### TASK
Select every line containing the word "path" from the material, and copy those lines.
* * * * * * *
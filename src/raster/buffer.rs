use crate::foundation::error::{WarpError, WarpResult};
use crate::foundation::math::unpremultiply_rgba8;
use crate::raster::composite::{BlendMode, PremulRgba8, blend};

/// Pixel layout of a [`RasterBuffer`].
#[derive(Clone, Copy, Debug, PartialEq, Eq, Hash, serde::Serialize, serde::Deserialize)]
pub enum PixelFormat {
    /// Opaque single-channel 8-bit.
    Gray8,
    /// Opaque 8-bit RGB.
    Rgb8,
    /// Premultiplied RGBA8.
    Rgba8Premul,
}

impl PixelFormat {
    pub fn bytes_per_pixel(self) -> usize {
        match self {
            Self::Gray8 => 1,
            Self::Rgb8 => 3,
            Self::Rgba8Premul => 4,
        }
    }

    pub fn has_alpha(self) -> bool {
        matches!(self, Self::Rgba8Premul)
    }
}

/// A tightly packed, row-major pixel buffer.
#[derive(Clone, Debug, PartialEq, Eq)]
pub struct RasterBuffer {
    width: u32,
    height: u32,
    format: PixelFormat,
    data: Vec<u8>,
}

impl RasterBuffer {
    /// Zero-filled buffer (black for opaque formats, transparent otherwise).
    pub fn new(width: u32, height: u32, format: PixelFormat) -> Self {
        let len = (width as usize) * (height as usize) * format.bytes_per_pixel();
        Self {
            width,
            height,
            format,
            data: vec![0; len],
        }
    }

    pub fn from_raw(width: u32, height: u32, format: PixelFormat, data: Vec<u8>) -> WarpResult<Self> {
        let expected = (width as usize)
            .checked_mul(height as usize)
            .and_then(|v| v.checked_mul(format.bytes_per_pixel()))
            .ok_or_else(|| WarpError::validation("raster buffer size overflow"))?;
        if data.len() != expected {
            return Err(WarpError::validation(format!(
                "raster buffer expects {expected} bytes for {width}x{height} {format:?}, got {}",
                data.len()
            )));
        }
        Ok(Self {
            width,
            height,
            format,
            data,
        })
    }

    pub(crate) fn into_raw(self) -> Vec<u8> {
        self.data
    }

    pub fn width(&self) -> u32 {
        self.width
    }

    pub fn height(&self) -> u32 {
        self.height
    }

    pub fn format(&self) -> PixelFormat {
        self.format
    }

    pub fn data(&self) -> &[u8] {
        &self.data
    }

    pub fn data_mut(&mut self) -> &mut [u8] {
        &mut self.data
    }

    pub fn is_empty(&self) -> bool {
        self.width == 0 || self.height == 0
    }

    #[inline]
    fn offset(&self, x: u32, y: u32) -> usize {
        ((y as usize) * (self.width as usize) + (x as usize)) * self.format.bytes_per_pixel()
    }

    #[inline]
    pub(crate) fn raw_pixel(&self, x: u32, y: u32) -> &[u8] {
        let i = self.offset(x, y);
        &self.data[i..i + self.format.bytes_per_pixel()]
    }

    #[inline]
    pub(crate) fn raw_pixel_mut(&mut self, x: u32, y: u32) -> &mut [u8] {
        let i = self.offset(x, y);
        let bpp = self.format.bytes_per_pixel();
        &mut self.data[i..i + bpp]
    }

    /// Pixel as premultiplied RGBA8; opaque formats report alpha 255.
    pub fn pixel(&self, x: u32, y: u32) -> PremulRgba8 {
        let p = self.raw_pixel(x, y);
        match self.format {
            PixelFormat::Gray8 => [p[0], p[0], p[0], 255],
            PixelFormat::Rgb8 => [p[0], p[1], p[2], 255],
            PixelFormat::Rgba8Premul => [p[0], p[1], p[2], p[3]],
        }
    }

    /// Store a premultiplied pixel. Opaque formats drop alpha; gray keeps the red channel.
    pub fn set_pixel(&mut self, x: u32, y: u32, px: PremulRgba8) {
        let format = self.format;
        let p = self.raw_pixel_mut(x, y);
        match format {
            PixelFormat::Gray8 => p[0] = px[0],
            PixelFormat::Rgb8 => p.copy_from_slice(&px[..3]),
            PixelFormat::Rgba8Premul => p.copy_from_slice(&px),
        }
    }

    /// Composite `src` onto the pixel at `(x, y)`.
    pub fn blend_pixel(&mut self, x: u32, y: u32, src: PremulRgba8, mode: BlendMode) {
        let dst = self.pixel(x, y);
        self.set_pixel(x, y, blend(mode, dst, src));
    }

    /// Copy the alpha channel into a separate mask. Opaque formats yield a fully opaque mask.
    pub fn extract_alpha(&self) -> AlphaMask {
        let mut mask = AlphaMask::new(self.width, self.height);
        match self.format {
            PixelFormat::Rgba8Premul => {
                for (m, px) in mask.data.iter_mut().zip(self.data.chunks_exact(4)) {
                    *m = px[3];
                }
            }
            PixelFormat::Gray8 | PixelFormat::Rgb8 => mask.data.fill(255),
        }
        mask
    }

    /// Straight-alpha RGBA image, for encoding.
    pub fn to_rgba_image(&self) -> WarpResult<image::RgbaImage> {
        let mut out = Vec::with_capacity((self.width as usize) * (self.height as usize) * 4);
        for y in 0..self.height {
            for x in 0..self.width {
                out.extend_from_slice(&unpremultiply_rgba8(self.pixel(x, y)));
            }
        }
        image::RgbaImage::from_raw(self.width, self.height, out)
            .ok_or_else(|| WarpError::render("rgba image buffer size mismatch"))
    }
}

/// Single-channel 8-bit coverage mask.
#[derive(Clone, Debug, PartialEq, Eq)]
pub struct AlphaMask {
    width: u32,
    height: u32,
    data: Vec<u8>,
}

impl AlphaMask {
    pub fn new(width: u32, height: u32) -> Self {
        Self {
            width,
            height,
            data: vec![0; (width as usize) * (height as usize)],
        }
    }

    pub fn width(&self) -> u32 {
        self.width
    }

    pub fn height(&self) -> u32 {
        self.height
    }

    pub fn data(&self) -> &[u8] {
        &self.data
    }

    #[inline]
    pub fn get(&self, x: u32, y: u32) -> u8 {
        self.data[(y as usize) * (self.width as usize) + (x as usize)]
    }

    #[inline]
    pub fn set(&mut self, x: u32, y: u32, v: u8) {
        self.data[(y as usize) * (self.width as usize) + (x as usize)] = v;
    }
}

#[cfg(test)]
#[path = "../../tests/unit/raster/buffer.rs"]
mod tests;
* * * * * * *
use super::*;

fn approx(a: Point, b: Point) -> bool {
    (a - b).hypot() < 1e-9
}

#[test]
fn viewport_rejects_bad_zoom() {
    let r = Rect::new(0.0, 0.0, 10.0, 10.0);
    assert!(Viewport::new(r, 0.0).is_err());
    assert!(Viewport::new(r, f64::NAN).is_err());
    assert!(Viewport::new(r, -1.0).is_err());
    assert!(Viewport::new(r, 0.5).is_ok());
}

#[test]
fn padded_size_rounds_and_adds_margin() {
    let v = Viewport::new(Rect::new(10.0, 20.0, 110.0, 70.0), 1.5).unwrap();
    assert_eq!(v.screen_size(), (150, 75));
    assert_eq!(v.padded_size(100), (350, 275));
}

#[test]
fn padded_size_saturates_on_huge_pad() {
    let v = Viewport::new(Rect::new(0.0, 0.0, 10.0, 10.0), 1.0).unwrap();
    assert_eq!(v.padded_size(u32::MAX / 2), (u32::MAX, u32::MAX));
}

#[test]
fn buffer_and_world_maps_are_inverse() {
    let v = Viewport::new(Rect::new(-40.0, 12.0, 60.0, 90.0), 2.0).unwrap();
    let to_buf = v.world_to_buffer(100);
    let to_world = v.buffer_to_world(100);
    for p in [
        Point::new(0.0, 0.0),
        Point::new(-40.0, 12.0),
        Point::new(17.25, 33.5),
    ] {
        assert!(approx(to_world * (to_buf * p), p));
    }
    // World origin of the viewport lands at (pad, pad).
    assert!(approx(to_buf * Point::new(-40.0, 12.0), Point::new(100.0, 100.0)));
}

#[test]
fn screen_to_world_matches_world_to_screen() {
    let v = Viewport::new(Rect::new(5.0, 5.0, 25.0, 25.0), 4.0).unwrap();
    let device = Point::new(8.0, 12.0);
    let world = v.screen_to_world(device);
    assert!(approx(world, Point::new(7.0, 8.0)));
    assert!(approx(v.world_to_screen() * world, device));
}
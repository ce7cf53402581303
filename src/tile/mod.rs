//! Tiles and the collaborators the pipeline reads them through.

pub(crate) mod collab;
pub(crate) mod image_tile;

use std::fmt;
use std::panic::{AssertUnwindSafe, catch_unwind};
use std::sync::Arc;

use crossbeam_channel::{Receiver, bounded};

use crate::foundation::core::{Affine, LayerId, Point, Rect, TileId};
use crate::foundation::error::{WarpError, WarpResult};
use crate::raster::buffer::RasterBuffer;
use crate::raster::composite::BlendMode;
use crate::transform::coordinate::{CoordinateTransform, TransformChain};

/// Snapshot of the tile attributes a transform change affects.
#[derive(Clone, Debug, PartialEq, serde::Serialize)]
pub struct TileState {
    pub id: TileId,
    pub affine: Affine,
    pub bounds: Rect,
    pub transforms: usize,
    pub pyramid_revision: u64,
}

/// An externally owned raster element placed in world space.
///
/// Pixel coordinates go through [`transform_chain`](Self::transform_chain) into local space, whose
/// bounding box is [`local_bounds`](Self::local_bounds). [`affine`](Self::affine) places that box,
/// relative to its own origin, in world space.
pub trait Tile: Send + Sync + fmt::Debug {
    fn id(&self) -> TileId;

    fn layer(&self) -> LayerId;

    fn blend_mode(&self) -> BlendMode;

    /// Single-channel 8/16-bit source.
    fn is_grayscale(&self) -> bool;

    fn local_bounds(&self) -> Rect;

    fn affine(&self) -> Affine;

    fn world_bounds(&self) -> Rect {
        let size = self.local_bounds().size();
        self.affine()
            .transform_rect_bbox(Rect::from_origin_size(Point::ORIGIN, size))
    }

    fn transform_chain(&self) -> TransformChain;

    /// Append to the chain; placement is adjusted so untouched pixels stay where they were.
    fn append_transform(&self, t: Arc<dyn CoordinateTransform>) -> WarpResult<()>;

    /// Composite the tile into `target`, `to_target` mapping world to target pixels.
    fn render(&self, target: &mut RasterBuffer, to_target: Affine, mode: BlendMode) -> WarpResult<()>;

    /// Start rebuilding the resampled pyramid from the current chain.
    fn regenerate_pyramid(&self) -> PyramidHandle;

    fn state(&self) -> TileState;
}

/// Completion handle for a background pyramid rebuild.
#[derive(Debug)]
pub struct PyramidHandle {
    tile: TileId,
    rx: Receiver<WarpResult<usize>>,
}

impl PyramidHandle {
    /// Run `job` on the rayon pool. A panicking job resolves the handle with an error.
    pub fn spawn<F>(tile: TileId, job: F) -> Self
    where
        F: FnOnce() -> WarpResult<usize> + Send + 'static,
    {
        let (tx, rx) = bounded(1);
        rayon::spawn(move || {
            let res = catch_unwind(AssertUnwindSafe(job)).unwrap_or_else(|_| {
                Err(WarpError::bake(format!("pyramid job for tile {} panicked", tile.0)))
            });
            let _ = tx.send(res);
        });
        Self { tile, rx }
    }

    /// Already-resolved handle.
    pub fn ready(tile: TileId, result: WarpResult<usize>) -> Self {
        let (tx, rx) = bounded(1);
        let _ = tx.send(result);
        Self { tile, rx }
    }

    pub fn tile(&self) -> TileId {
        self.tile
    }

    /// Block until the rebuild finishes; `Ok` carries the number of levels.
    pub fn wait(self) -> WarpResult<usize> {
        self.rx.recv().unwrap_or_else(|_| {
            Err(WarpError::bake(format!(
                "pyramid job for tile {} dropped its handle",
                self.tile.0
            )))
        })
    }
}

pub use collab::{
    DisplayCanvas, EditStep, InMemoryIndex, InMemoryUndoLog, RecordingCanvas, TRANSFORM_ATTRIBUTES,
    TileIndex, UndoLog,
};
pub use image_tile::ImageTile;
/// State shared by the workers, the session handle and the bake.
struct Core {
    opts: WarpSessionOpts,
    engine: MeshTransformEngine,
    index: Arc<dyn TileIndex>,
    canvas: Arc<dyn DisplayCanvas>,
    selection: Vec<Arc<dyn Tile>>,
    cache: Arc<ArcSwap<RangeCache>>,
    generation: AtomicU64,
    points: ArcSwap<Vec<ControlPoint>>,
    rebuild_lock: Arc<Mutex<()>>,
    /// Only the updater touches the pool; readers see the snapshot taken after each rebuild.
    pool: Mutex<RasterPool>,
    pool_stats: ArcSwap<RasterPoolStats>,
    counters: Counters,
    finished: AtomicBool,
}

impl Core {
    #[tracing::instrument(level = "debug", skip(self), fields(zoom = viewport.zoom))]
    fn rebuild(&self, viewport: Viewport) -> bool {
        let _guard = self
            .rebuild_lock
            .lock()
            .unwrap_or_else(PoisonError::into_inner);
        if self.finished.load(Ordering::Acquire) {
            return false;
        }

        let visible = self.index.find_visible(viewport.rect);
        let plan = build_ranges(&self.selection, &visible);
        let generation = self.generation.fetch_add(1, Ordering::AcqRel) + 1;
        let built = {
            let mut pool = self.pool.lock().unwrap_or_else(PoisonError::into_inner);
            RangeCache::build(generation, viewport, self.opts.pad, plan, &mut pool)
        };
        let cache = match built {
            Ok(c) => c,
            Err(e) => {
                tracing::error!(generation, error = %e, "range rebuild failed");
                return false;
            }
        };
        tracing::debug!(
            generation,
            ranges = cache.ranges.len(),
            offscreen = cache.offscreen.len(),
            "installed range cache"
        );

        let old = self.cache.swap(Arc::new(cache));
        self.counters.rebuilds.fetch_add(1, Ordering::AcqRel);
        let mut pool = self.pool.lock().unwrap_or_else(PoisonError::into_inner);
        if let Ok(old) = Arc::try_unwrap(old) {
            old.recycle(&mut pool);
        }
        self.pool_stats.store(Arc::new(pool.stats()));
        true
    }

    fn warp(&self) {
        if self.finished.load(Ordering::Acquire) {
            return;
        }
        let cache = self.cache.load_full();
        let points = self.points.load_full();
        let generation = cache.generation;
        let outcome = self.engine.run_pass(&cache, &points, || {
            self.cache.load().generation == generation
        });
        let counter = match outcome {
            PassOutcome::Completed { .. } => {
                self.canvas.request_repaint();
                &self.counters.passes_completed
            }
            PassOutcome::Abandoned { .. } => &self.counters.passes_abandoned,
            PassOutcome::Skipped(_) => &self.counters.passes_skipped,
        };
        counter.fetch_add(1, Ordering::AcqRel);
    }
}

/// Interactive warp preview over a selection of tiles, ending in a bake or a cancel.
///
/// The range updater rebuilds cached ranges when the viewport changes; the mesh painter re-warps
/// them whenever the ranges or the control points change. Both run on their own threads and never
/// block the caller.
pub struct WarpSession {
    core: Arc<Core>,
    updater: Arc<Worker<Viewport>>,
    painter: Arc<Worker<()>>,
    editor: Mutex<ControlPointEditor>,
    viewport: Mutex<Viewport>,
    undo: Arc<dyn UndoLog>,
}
* * * * * * *
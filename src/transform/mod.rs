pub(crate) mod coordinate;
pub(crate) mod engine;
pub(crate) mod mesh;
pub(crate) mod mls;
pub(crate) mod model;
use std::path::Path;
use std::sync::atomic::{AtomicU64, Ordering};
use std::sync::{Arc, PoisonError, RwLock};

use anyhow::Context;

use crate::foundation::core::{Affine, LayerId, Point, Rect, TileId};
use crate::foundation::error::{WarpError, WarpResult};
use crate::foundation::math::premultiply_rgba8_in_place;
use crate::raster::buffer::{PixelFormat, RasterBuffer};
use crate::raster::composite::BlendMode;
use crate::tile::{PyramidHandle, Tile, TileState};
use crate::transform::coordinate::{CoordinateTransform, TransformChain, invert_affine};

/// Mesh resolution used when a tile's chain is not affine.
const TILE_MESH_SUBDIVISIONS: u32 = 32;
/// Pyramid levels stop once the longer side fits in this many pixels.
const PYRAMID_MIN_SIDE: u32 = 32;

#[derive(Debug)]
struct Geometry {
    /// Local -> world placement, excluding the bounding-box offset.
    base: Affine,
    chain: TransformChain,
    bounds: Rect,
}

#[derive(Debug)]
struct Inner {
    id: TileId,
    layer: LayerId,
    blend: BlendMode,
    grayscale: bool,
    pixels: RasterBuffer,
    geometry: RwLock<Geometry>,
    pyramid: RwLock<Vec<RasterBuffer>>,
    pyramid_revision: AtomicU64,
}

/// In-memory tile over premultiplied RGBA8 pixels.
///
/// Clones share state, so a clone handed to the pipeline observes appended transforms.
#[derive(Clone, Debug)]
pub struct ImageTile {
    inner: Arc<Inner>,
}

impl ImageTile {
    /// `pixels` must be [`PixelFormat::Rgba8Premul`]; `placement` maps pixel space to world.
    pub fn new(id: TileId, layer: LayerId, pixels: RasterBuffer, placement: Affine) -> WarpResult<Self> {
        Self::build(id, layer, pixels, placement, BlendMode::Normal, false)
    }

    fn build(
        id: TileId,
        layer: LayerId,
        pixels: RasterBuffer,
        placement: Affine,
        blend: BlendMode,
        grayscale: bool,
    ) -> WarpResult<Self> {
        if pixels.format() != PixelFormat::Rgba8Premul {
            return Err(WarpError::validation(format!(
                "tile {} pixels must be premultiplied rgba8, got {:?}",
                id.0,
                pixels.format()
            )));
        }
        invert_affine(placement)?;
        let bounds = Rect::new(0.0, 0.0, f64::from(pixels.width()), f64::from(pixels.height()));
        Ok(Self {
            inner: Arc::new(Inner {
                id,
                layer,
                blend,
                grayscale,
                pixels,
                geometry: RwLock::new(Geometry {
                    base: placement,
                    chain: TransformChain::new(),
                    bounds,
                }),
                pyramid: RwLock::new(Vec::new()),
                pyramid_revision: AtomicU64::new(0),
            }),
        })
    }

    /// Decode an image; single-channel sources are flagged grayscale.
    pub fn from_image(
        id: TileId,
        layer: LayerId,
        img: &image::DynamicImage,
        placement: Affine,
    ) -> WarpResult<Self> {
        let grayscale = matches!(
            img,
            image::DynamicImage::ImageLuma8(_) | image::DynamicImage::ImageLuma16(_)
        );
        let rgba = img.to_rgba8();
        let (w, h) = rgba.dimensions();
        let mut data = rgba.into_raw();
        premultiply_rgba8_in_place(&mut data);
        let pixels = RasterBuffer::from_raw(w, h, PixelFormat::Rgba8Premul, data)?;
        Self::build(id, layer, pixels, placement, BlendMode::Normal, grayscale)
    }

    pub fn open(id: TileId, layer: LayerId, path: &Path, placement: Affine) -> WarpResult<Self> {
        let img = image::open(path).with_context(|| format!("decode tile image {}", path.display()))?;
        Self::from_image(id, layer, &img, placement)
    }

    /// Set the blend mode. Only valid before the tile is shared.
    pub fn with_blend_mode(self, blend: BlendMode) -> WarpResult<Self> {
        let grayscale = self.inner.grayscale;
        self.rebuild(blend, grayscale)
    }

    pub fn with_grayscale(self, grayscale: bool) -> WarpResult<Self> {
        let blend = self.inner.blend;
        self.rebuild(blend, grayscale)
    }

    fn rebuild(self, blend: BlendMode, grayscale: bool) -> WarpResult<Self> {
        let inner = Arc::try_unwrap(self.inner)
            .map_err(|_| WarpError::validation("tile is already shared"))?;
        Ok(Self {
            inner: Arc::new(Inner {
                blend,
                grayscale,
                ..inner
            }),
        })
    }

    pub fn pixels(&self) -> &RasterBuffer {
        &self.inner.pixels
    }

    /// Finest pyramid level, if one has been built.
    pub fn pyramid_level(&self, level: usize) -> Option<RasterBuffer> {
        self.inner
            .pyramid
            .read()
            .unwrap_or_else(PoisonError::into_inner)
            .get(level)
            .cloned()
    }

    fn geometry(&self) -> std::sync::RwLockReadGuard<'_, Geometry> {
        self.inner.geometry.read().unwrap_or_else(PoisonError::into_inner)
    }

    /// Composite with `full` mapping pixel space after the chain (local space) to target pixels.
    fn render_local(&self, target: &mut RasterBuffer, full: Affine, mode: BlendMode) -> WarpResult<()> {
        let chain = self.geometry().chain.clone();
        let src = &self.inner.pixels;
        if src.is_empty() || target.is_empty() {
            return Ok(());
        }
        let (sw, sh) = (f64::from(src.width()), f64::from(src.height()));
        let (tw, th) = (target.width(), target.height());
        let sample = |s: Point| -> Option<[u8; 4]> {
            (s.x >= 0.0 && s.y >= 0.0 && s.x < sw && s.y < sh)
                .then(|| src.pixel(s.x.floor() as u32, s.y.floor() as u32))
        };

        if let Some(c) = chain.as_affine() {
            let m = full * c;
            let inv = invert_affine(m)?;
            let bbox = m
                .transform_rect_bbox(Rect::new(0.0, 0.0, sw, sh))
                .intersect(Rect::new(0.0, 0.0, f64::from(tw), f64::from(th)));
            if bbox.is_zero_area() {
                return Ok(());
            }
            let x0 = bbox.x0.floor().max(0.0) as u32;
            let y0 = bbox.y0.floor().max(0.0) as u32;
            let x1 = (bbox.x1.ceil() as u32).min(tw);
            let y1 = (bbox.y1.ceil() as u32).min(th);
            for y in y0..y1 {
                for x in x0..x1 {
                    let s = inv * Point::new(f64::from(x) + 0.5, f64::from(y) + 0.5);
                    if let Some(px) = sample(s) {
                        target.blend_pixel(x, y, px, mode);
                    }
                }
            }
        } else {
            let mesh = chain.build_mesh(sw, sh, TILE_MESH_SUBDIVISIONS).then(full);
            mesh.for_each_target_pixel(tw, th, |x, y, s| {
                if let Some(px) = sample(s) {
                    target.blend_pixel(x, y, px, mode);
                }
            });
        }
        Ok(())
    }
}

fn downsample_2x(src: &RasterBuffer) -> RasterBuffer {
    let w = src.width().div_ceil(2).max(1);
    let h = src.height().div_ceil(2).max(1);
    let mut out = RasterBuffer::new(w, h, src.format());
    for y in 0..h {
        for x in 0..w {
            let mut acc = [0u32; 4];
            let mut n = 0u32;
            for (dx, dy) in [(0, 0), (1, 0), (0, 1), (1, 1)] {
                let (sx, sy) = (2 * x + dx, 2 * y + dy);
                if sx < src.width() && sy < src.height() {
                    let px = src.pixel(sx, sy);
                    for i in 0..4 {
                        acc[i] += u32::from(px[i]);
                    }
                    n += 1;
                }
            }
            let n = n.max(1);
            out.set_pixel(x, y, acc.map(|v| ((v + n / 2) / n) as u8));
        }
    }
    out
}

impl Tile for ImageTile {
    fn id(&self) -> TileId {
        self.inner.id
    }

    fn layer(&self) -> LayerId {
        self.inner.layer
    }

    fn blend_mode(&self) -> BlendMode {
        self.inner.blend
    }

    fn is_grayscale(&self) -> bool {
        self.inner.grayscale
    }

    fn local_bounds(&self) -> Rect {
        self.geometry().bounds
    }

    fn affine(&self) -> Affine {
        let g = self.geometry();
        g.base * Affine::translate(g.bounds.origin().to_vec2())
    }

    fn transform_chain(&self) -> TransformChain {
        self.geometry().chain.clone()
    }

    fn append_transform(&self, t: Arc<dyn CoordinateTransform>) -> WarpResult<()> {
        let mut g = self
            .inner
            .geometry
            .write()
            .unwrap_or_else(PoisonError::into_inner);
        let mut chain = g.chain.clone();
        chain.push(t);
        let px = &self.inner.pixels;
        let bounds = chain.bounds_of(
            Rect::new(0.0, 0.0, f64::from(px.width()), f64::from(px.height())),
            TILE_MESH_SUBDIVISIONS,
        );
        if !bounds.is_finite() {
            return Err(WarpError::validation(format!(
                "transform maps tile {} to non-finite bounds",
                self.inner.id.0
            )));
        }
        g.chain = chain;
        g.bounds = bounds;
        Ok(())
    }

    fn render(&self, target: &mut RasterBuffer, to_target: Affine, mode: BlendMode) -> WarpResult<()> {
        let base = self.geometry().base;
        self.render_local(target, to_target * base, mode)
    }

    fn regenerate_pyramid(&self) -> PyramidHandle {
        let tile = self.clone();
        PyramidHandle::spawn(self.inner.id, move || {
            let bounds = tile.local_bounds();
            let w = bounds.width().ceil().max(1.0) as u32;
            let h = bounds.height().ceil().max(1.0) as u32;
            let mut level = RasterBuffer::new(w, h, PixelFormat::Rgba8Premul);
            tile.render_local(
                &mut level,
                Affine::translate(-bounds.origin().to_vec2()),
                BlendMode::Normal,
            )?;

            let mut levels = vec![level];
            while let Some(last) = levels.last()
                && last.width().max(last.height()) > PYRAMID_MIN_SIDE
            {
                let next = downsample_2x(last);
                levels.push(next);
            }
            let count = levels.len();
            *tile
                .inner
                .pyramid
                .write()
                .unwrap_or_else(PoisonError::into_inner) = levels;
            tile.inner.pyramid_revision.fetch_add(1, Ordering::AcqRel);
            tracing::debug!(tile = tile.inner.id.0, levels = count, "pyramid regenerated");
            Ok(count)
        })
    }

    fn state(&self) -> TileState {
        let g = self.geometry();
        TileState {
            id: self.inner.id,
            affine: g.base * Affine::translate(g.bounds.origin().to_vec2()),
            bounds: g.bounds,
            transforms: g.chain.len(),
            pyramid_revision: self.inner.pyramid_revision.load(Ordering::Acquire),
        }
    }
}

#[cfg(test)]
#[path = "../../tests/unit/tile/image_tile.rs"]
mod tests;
* * * * * * *
### ANSWER TO THIS PROBLEM
#[path = "../../tests/unit/raster/buffer.rs"]
use std::path::Path;
    pub fn open(id: TileId, layer: LayerId, path: &Path, placement: Affine) -> WarpResult<Self> {
        let img = image::open(path).with_context(|| format!("decode tile image {}", path.display()))?;
#[path = "../../tests/unit/tile/image_tile.rs"]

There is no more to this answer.